Yeshiva killings change the peace equation

After Israel’s recent Gaza incursion and the terrorist attack at Jerusalem’s Mercaz Harav yeshiva, one would think enough blood had been shed for one week.

Apparently Hamas has not satisfied its bloodlust.

Earlier this week, rockets fell in Ashkelon, even as Hamas’ killer-in-chief Ismail Haniyah made noise about a temporary truce. Hezbollah threatened Israel with retaliation for the assassination of criminal mastermind Imad Mugniyah. Palestinian President Mahmoud Abbas spoke of peace talks while openly musing about a return to armed resistance.

The United States and others have pressured Israel to reopen those talks. That’s because many in the international community want a Palestinian state by year’s end, come hell or high water.

Yet if Israel does not deal a mortal blow to Hamas, then hell will surely come. For the families of the murdered yeshiva boys at Mercaz Harav, hell has already come.

Hamas continues to upgrade its arms. Hezbollah readies 30,000 Katyusha rockets for launch into the heart of Israel. The Palestinian Authority remains unwilling or unable to rein in terrorists.

With whom, then, does Israel make peace?

This remains a fair question, even if it sounds like déjà vu all over again.

That’s not to say that Israel should forego efforts at dialogue.
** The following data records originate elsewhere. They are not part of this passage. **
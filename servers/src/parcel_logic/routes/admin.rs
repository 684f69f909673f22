//! Admin routes: fleet-wide listing with filters, status and location
//! updates (each queueing an owner notification email), and proof-of-delivery
//! uploads. Every handler takes [`AdminUser`], so the admin check happens
//! before the body runs.

use std::sync::Arc;

use axum::extract::{Multipart, Path, Query, State};
use axum::response::IntoResponse;
use axum::routing::{get, patch, post};
use axum::{Json, Router};
use serde::Deserialize;
use serde_json::json;
use tracing::{info, warn};

use lib_common::mailer::templates;
use lib_common::utils::stored_upload_name;

use super::parcels::ParcelResponse;
use crate::parcel_logic::error::AppError;
use crate::parcel_logic::extract::AdminUser;
use crate::parcel_logic::state::AppState;

pub fn routes() -> Router<Arc<AppState>> {
    Router::new()
        .route("/parcels", get(get_all_parcels))
        .route("/parcels/{parcel_id}/status", patch(update_parcel_status))
        .route(
            "/parcels/{parcel_id}/location",
            patch(update_parcel_location),
        )
        .route("/parcels/{parcel_id}/proof", post(upload_proof_of_delivery))
}

#[derive(Deserialize)]
struct ListQuery {
    status: Option<String>,
    search: Option<String>,
}

async fn get_all_parcels(
    State(state): State<Arc<AppState>>,
    _admin: AdminUser,
    Query(query): Query<ListQuery>,
) -> Result<impl IntoResponse, AppError> {
    let parcels: Vec<ParcelResponse> = state
        .parcels
        .list_all(query.status.as_deref(), query.search.as_deref())
        .await?
        .into_iter()
        .map(ParcelResponse::from)
        .collect();
    Ok(Json(json!({ "parcels": parcels })))
}

/// Queues a notification to the parcel owner. Lookup or queue failures are
/// logged and swallowed so the admin update itself still succeeds.
async fn notify_owner(
    state: &AppState,
    user_id: i32,
    build: impl FnOnce(&str, &str) -> lib_common::mailer::EmailMessage,
) {
    let Some(mailer) = &state.mailer else {
        return;
    };
    match state.users.find_by_id(user_id).await {
        Ok(Some(user)) => mailer.queue(build(&user.email, &user.username)),
        Ok(None) => warn!("Parcel owner {user_id} no longer exists, skipping notification"),
        Err(e) => warn!("Could not load parcel owner {user_id} for notification: {e}"),
    }
}

#[derive(Deserialize)]
struct StatusRequest {
    status: Option<String>,
}

async fn update_parcel_status(
    State(state): State<Arc<AppState>>,
    _admin: AdminUser,
    Path(parcel_id): Path<i32>,
    Json(body): Json<StatusRequest>,
) -> Result<impl IntoResponse, AppError> {
    let Some(parcel) = state.parcels.fetch(parcel_id).await? else {
        return Err(AppError::NotFound("Parcel not found".to_string()));
    };
    let Some(status) = body.status else {
        return Err(AppError::BadRequest("Status is required".to_string()));
    };

    state.parcels.update_status(parcel_id, &status).await?;
    info!("Parcel {parcel_id} status set to {status}");

    notify_owner(&state, parcel.user_id, |email, username| {
        templates::status_update(email, username, parcel_id, &status)
    })
    .await;

    Ok(Json(json!({
        "message": format!("Parcel {parcel_id} status updated to {status}")
    })))
}

#[derive(Deserialize)]
struct LocationRequest {
    location: Option<String>,
}

async fn update_parcel_location(
    State(state): State<Arc<AppState>>,
    _admin: AdminUser,
    Path(parcel_id): Path<i32>,
    Json(body): Json<LocationRequest>,
) -> Result<impl IntoResponse, AppError> {
    let Some(parcel) = state.parcels.fetch(parcel_id).await? else {
        return Err(AppError::NotFound("Parcel not found".to_string()));
    };
    let Some(location) = body.location else {
        return Err(AppError::BadRequest("Location is required".to_string()));
    };

    state.parcels.update_location(parcel_id, &location).await?;
    info!("Parcel {parcel_id} location set to {location}");

    notify_owner(&state, parcel.user_id, |email, username| {
        templates::location_update(email, username, parcel_id, &location)
    })
    .await;

    Ok(Json(json!({
        "message": format!("Parcel {parcel_id} location updated to {location}")
    })))
}

async fn upload_proof_of_delivery(
    State(state): State<Arc<AppState>>,
    _admin: AdminUser,
    Path(parcel_id): Path<i32>,
    mut multipart: Multipart,
) -> Result<impl IntoResponse, AppError> {
    if state.parcels.fetch(parcel_id).await?.is_none() {
        return Err(AppError::NotFound("Parcel not found".to_string()));
    }

    let mut stored: Option<String> = None;
    while let Some(field) = multipart
        .next_field()
        .await
        .map_err(|e| AppError::BadRequest(format!("Malformed form data: {e}")))?
    {
        if field.name() != Some("proof_image") {
            continue;
        }
        let original_name = field.file_name().unwrap_or_default().to_string();
        if original_name.is_empty() {
            return Err(AppError::BadRequest(
                "No selected file for proof image".to_string(),
            ));
        }
        let bytes = field
            .bytes()
            .await
            .map_err(|e| AppError::BadRequest(format!("Failed to read upload: {e}")))?;
        let filename = stored_upload_name(&original_name);
        tokio::fs::write(state.upload_dir.join(&filename), &bytes).await?;
        stored = Some(filename);
    }

    let Some(filename) = stored else {
        return Err(AppError::BadRequest(
            "Proof image file is required".to_string(),
        ));
    };

    state.parcels.set_proof_image(parcel_id, &filename).await?;
    info!("Proof of delivery stored for parcel {parcel_id}");

    Ok(Json(json!({
        "message": "Proof of delivery uploaded successfully.",
        "proof_of_delivery_image_url": format!("/uploads/{filename}"),
    })))
}
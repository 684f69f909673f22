//! # Parcel Store
//!
//! Typed queries for the `parcels` table. Every read used by the tracking
//! stream goes through [`ParcelStore::fetch_tracking`], which always hits the
//! database so concurrent admin updates become visible on the next poll
//! cycle.

use chrono::{DateTime, Utc};
use serde::Serialize;
use sqlx::postgres::PgPool;
use sqlx::QueryBuilder;

use super::db_postgres::DbError;

/// A full parcel row.
#[derive(Debug, Clone, PartialEq, Serialize, sqlx::FromRow)]
pub struct Parcel {
    pub id: i32,
    pub user_id: i32,
    pub recipient_name: String,
    pub pickup_location: String,
    pub destination: String,
    pub weight: f64,
    pub status: String,
    pub present_location: Option<String>,
    pub created_at: DateTime<Utc>,
    pub updated_at: Option<DateTime<Utc>>,
    pub proof_of_delivery_image_url: Option<String>,
    pub sender_phone: Option<String>,
    pub recipient_phone: Option<String>,
    /// Insured value declared by the sender.
    pub estimated_cost: Option<f64>,
    /// Stored filename of the parcel photo.
    pub parcel_image_url: Option<String>,
    /// Quoted shipping cost at order time.
    pub shipping_cost: Option<f64>,
}

/// Fields required to create a parcel order.
#[derive(Debug, Clone)]
pub struct NewParcel {
    pub user_id: i32,
    pub recipient_name: String,
    pub pickup_location: String,
    pub destination: String,
    pub weight: f64,
    pub sender_phone: Option<String>,
    pub recipient_phone: Option<String>,
    pub estimated_cost: Option<f64>,
    pub shipping_cost: Option<f64>,
    pub parcel_image_url: Option<String>,
}

/// The subset of parcel state the tracking stream observes each cycle.
#[derive(Debug, Clone, PartialEq, sqlx::FromRow)]
pub struct ParcelTracking {
    pub status: String,
    pub present_location: Option<String>,
    pub destination: Option<String>,
}

const PARCEL_COLUMNS: &str = "id, user_id, recipient_name, pickup_location, destination, weight, \
     status, present_location, created_at, updated_at, proof_of_delivery_image_url, \
     sender_phone, recipient_phone, estimated_cost, parcel_image_url, shipping_cost";

/// # Parcel Store
///
/// Cheap to clone; wraps the shared [`PgPool`].
#[derive(Clone)]
pub struct ParcelStore {
    pool: PgPool,
}

impl ParcelStore {
    pub fn new(pool: PgPool) -> Self {
        Self { pool }
    }

    /// Inserts a new parcel order and returns its id. Status defaults to
    /// "Pending" at the database level.
    pub async fn insert(&self, new: &NewParcel) -> Result<i32, DbError> {
        let (id,): (i32,) = sqlx::query_as(
            "INSERT INTO parcels (user_id, recipient_name, pickup_location, destination, weight, \
             sender_phone, recipient_phone, estimated_cost, shipping_cost, parcel_image_url) \
             VALUES ($1, $2, $3, $4, $5, $6, $7, $8, $9, $10) RETURNING id",
        )
        .bind(new.user_id)
        .bind(&new.recipient_name)
        .bind(&new.pickup_location)
        .bind(&new.destination)
        .bind(new.weight)
        .bind(&new.sender_phone)
        .bind(&new.recipient_phone)
        .bind(new.estimated_cost)
        .bind(new.shipping_cost)
        .bind(&new.parcel_image_url)
        .fetch_one(&self.pool)
        .await?;
        Ok(id)
    }

    /// Fetches one parcel, or `None` when it does not exist.
    pub async fn fetch(&self, parcel_id: i32) -> Result<Option<Parcel>, DbError> {
        let parcel = sqlx::query_as::<_, Parcel>(&format!(
            "SELECT {PARCEL_COLUMNS} FROM parcels WHERE id = $1"
        ))
        .bind(parcel_id)
        .fetch_optional(&self.pool)
        .await?;
        Ok(parcel)
    }

    /// Fresh read of the tracking-relevant columns. Used once per stream
    /// cycle; intentionally uncached.
    pub async fn fetch_tracking(&self, parcel_id: i32) -> Result<Option<ParcelTracking>, DbError> {
        let row = sqlx::query_as::<_, ParcelTracking>(
            "SELECT status, present_location, destination FROM parcels WHERE id = $1",
        )
        .bind(parcel_id)
        .fetch_optional(&self.pool)
        .await?;
        Ok(row)
    }

    /// All parcels belonging to one user, newest first.
    pub async fn list_for_user(&self, user_id: i32) -> Result<Vec<Parcel>, DbError> {
        let parcels = sqlx::query_as::<_, Parcel>(&format!(
            "SELECT {PARCEL_COLUMNS} FROM parcels WHERE user_id = $1 ORDER BY created_at DESC"
        ))
        .bind(user_id)
        .fetch_all(&self.pool)
        .await?;
        Ok(parcels)
    }

    /// Admin listing with optional status filter and recipient-name search,
    /// newest first.
    pub async fn list_all(
        &self,
        status: Option<&str>,
        search: Option<&str>,
    ) -> Result<Vec<Parcel>, DbError> {
        let mut builder = QueryBuilder::new(format!(
            "SELECT {PARCEL_COLUMNS} FROM parcels WHERE 1 = 1"
        ));
        if let Some(status) = status {
            builder.push(" AND status = ").push_bind(status.to_string());
        }
        if let Some(search) = search {
            builder
                .push(" AND recipient_name ILIKE ")
                .push_bind(format!("%{search}%"));
        }
        builder.push(" ORDER BY created_at DESC");

        let parcels = builder
            .build_query_as::<Parcel>()
            .fetch_all(&self.pool)
            .await?;
        Ok(parcels)
    }

    /// Updates the destination of an undelivered parcel.
    pub async fn update_destination(&self, parcel_id: i32, destination: &str) -> Result<(), DbError> {
        sqlx::query("UPDATE parcels SET destination = $1, updated_at = now() WHERE id = $2")
            .bind(destination)
            .bind(parcel_id)
            .execute(&self.pool)
            .await?;
        Ok(())
    }

    /// Sets the status string (admin operation).
    pub async fn update_status(&self, parcel_id: i32, status: &str) -> Result<(), DbError> {
        sqlx::query("UPDATE parcels SET status = $1, updated_at = now() WHERE id = $2")
            .bind(status)
            .bind(parcel_id)
            .execute(&self.pool)
            .await?;
        Ok(())
    }

    /// Sets the present location (admin operation).
    pub async fn update_location(&self, parcel_id: i32, location: &str) -> Result<(), DbError> {
        sqlx::query("UPDATE parcels SET present_location = $1, updated_at = now() WHERE id = $2")
            .bind(location)
            .bind(parcel_id)
            .execute(&self.pool)
            .await?;
        Ok(())
    }

    /// Records the stored filename of the proof-of-delivery photo.
    pub async fn set_proof_image(&self, parcel_id: i32, filename: &str) -> Result<(), DbError> {
        sqlx::query(
            "UPDATE parcels SET proof_of_delivery_image_url = $1, updated_at = now() WHERE id = $2",
        )
        .bind(filename)
        .bind(parcel_id)
        .execute(&self.pool)
        .await?;
        Ok(())
    }
}
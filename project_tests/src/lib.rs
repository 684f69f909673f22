//! Shared test doubles for the tracking-engine integration tests: a
//! scripted parcel source and a counting geo resolver. Both count their
//! calls so tests can assert on caching behavior, not just outputs.

use std::collections::{HashMap, VecDeque};
use std::sync::atomic::{AtomicUsize, Ordering};
use std::sync::{Arc, Mutex};

use lib_common::connections::{DbError, ParcelTracking};
use lib_common::geo::{Coordinates, GeoResolver, RouteDetails};
use lib_common::tracking::ParcelSource;

/// One scripted outcome of a tracking read.
#[derive(Debug, Clone)]
pub enum Step {
    Row(ParcelTracking),
    Missing,
    Fail,
}

/// Convenience constructor for scripted rows.
pub fn row(status: &str, present_location: Option<&str>, destination: Option<&str>) -> Step {
    Step::Row(ParcelTracking {
        status: status.to_string(),
        present_location: present_location.map(str::to_string),
        destination: destination.map(str::to_string),
    })
}

/// A parcel source that replays a fixed script. Once the script runs out,
/// the final step repeats, so a stream can idle on stable state.
#[derive(Clone)]
pub struct ScriptedParcels {
    steps: Arc<Mutex<VecDeque<Step>>>,
    last: Arc<Mutex<Option<Step>>>,
    pub reads: Arc<AtomicUsize>,
}

impl ScriptedParcels {
    pub fn new(steps: Vec<Step>) -> Self {
        Self {
            steps: Arc::new(Mutex::new(steps.into())),
            last: Arc::new(Mutex::new(None)),
            reads: Arc::new(AtomicUsize::new(0)),
        }
    }

    fn next_step(&self) -> Step {
        let mut steps = self.steps.lock().unwrap();
        let mut last = self.last.lock().unwrap();
        if let Some(step) = steps.pop_front() {
            *last = Some(step.clone());
        }
        last.clone().unwrap_or(Step::Missing)
    }
}

impl ParcelSource for ScriptedParcels {
    async fn fetch_tracking(&self, _parcel_id: i32) -> Result<Option<ParcelTracking>, DbError> {
        self.reads.fetch_add(1, Ordering::SeqCst);
        match self.next_step() {
            Step::Row(row) => Ok(Some(row)),
            Step::Missing => Ok(None),
            Step::Fail => Err(DbError::QueryError("scripted failure".to_string())),
        }
    }
}

/// A geo resolver backed by a fixed location table. Unknown locations
/// resolve to `None`, mimicking a provider miss.
#[derive(Clone, Default)]
pub struct FakeGeo {
    coords: HashMap<String, Coordinates>,
    route: Option<RouteDetails>,
    pub geocode_calls: Arc<AtomicUsize>,
    pub route_calls: Arc<AtomicUsize>,
}

impl FakeGeo {
    pub fn new() -> Self {
        Self::default()
    }

    pub fn with_location(mut self, name: &str, lat: f64, lon: f64) -> Self {
        self.coords.insert(name.to_string(), Coordinates { lat, lon });
        self
    }

    pub fn with_route(mut self, distance_km: f64, eta_minutes: i64) -> Self {
        self.route = Some(RouteDetails {
            distance_km,
            eta_minutes,
        });
        self
    }
}

impl GeoResolver for FakeGeo {
    async fn geocode(&self, location: &str) -> Option<Coordinates> {
        self.geocode_calls.fetch_add(1, Ordering::SeqCst);
        self.coords.get(location).copied()
    }

    async fn route(&self, _origin: Coordinates, _dest: Coordinates) -> Option<RouteDetails> {
        self.route_calls.fetch_add(1, Ordering::SeqCst);
        self.route
    }
}
//! # User Store
//!
//! Typed queries for the `users` table. Password hashes are opaque strings
//! here; hashing and verification live in the `auth` module.

use serde::Serialize;
use sqlx::postgres::PgPool;

use super::db_postgres::DbError;

/// A user account row.
#[derive(Debug, Clone, Serialize, sqlx::FromRow)]
pub struct User {
    pub id: i32,
    pub username: String,
    pub email: String,
    #[serde(skip_serializing)]
    pub password_hash: String,
    pub is_admin: bool,
}

/// # User Store
#[derive(Clone)]
pub struct UserStore {
    pool: PgPool,
}

impl UserStore {
    pub fn new(pool: PgPool) -> Self {
        Self { pool }
    }

    pub async fn username_exists(&self, username: &str) -> Result<bool, DbError> {
        let row: Option<(i32,)> = sqlx::query_as("SELECT id FROM users WHERE username = $1")
            .bind(username)
            .fetch_optional(&self.pool)
            .await?;
        Ok(row.is_some())
    }

    pub async fn email_exists(&self, email: &str) -> Result<bool, DbError> {
        let row: Option<(i32,)> = sqlx::query_as("SELECT id FROM users WHERE email = $1")
            .bind(email)
            .fetch_optional(&self.pool)
            .await?;
        Ok(row.is_some())
    }

    /// Inserts a new account and returns its id.
    pub async fn insert(
        &self,
        username: &str,
        email: &str,
        password_hash: &str,
    ) -> Result<i32, DbError> {
        let (id,): (i32,) = sqlx::query_as(
            "INSERT INTO users (username, email, password_hash) VALUES ($1, $2, $3) RETURNING id",
        )
        .bind(username)
        .bind(email)
        .bind(password_hash)
        .fetch_one(&self.pool)
        .await?;
        Ok(id)
    }

    pub async fn find_by_email(&self, email: &str) -> Result<Option<User>, DbError> {
        let user = sqlx::query_as::<_, User>(
            "SELECT id, username, email, password_hash, is_admin FROM users WHERE email = $1",
        )
        .bind(email)
        .fetch_optional(&self.pool)
        .await?;
        Ok(user)
    }

    pub async fn find_by_id(&self, user_id: i32) -> Result<Option<User>, DbError> {
        let user = sqlx::query_as::<_, User>(
            "SELECT id, username, email, password_hash, is_admin FROM users WHERE id = $1",
        )
        .bind(user_id)
        .fetch_optional(&self.pool)
        .await?;
        Ok(user)
    }
}
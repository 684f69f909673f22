//! # Tracking Payload
//!
//! The ephemeral value object assembled once per poll cycle. It has no
//! identity beyond structural equality: the engine decides between a data
//! event and a keepalive by comparing the new payload to the previous one
//! with plain `==`, never by hashing.

use serde::Serialize;

use crate::geo::Coordinates;

/// Snapshot of everything the client sees about one parcel.
///
/// `status` and `present_location` are always serialized (the location may
/// be null); the enrichment fields are omitted entirely when a provider
/// call failed or no provider is configured.
#[derive(Debug, Clone, PartialEq, Serialize)]
pub struct TrackingPayload {
    pub status: String,
    pub present_location: Option<String>,
    #[serde(skip_serializing_if = "Option::is_none")]
    pub current_coordinates: Option<Coordinates>,
    #[serde(skip_serializing_if = "Option::is_none")]
    pub distance_km: Option<f64>,
    #[serde(skip_serializing_if = "Option::is_none")]
    pub eta_minutes: Option<i64>,
}

impl TrackingPayload {
    /// Base payload before any geo enrichment.
    pub fn new(status: String, present_location: Option<String>) -> Self {
        Self {
            status,
            present_location,
            current_coordinates: None,
            distance_km: None,
            eta_minutes: None,
        }
    }
}

#[cfg(test)]
mod tests {
    use super::*;

    #[test]
    fn enrichment_fields_are_skipped_when_absent() {
        let payload = TrackingPayload::new("In Transit".into(), Some("Nakuru".into()));
        let json = serde_json::to_value(&payload).unwrap();
        assert_eq!(json["status"], "In Transit");
        assert_eq!(json["present_location"], "Nakuru");
        assert!(json.get("current_coordinates").is_none());
        assert!(json.get("distance_km").is_none());
        assert!(json.get("eta_minutes").is_none());
    }

    #[test]
    fn present_location_serializes_as_null_when_unset() {
        let payload = TrackingPayload::new("Pending".into(), None);
        let json = serde_json::to_value(&payload).unwrap();
        assert!(json["present_location"].is_null());
    }

    #[test]
    fn equality_is_structural() {
        let a = TrackingPayload::new("Pending".into(), None);
        let b = TrackingPayload::new("Pending".into(), None);
        assert_eq!(a, b);

        let mut c = b.clone();
        c.distance_km = Some(12.35);
        assert_ne!(a, c);
    }
}
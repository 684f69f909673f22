//! Support modules for the parcel API binary.

pub mod config;
pub mod error;
pub mod extract;
pub mod routes;
pub mod state;
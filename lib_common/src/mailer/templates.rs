//! Branded HTML bodies for the notification emails. Kept deliberately
//! simple: a header bar, one content block, a footer line.

use super::EmailMessage;

const BRAND: &str = "Deliveroo";
const FOOTER: &str = "Fast, reliable parcel delivery.";

fn wrap(body: &str) -> String {
    format!(
        "<div style=\"background:#f3f4f6;padding:24px 0;\">\
         <table role=\"presentation\" width=\"560\" style=\"margin:0 auto;background:#ffffff;\
         border-radius:12px;overflow:hidden;\">\
         <tr><td style=\"background:#111827;color:#ffffff;padding:18px 24px;\
         font-family:Arial,sans-serif;font-size:18px;font-weight:700;\">{BRAND}</td></tr>\
         <tr><td style=\"padding:24px;font-family:Arial,sans-serif;color:#1f2937;\
         line-height:1.6;\">{body}</td></tr>\
         <tr><td style=\"padding:14px 24px;background:#f9fafb;font-family:Arial,sans-serif;\
         color:#6b7280;font-size:12px;text-align:center;\">{FOOTER}</td></tr>\
         </table></div>"
    )
}

/// Status-change notification for the parcel's owner.
pub fn status_update(to: &str, username: &str, parcel_id: i32, status: &str) -> EmailMessage {
    let body = format!(
        "<p>Hello {username},</p>\
         <p>Your parcel is on the move. The status for order <strong>#{parcel_id}</strong> \
         is now <strong>{status}</strong>.</p>\
         <p>Thanks for choosing {BRAND}.</p>"
    );
    EmailMessage {
        to: to.to_string(),
        subject: format!("{BRAND} Update: Parcel #{parcel_id} Status"),
        html_body: wrap(&body),
    }
}

/// Location-change notification for the parcel's owner.
pub fn location_update(to: &str, username: &str, parcel_id: i32, location: &str) -> EmailMessage {
    let body = format!(
        "<p>Hello {username},</p>\
         <p>We have a new location update for parcel <strong>#{parcel_id}</strong>: \
         <strong>{location}</strong>.</p>\
         <p>Thanks for choosing {BRAND}.</p>"
    );
    EmailMessage {
        to: to.to_string(),
        subject: format!("{BRAND} Update: Parcel #{parcel_id} Location"),
        html_body: wrap(&body),
    }
}

/// Contact-form submission forwarded to the support inbox.
pub fn contact_message(to: &str, name: &str, email: &str, message: &str) -> EmailMessage {
    let body = format!(
        "<h2>New Message via {BRAND} Contact Form</h2>\
         <p><strong>From:</strong> {name}</p>\
         <p><strong>Email:</strong> {email}</p>\
         <hr><p>{message}</p>"
    );
    EmailMessage {
        to: to.to_string(),
        subject: format!("New Contact Form Message from {name}"),
        html_body: wrap(&body),
    }
}

#[cfg(test)]
mod tests {
    use super::*;

    #[test]
    fn status_email_names_the_parcel_and_status() {
        let msg = status_update("jane@example.com", "jane", 17, "In Transit");
        assert_eq!(msg.to, "jane@example.com");
        assert!(msg.subject.contains("#17"));
        assert!(msg.html_body.contains("In Transit"));
    }

    #[test]
    fn contact_email_carries_the_sender_address() {
        let msg = contact_message("support@example.com", "Sam", "sam@example.com", "hello");
        assert!(msg.html_body.contains("sam@example.com"));
        assert!(msg.subject.contains("Sam"));
    }
}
Nor that Israel should wink at acts of vengeance on the part of its citizens. This week, reports surfaced of a retaliation plot hatched by Mercaz Harav students to kill an Arab leader in a mosque. The students even got a blessing from rabbis.

Israelis — we Jews — are better than that. We need not sink to the level of common killers to claim justice for our victims.

One good sign: Serving as a go-between, Egypt has tried to organize a cease-fire and Gaza border security plan acceptable to all sides. It would leave forces loyal to Abbas in charge of guarding those borders.

No plan is perfect if it leaves Hamas free to fester. But perhaps this behind-the-scenes dealing buys Israel some time.

If only Mercaz Harav were the last massacre. If only this latest attempt at cobbling some quiet were the one to stick.

Sadly we know the ways of terrorists. They will continue to operate in civilian areas and they will never stop trying to kill.

Israel fights on, wearisome as that fight may be. Is there such a thing as victory? These days, the word seems almost quaint. But we will certainly know what victory looks like: when Israelis live in permanent peace, security and prosperity.

After the murders in the yeshiva, it’s hard to imagine.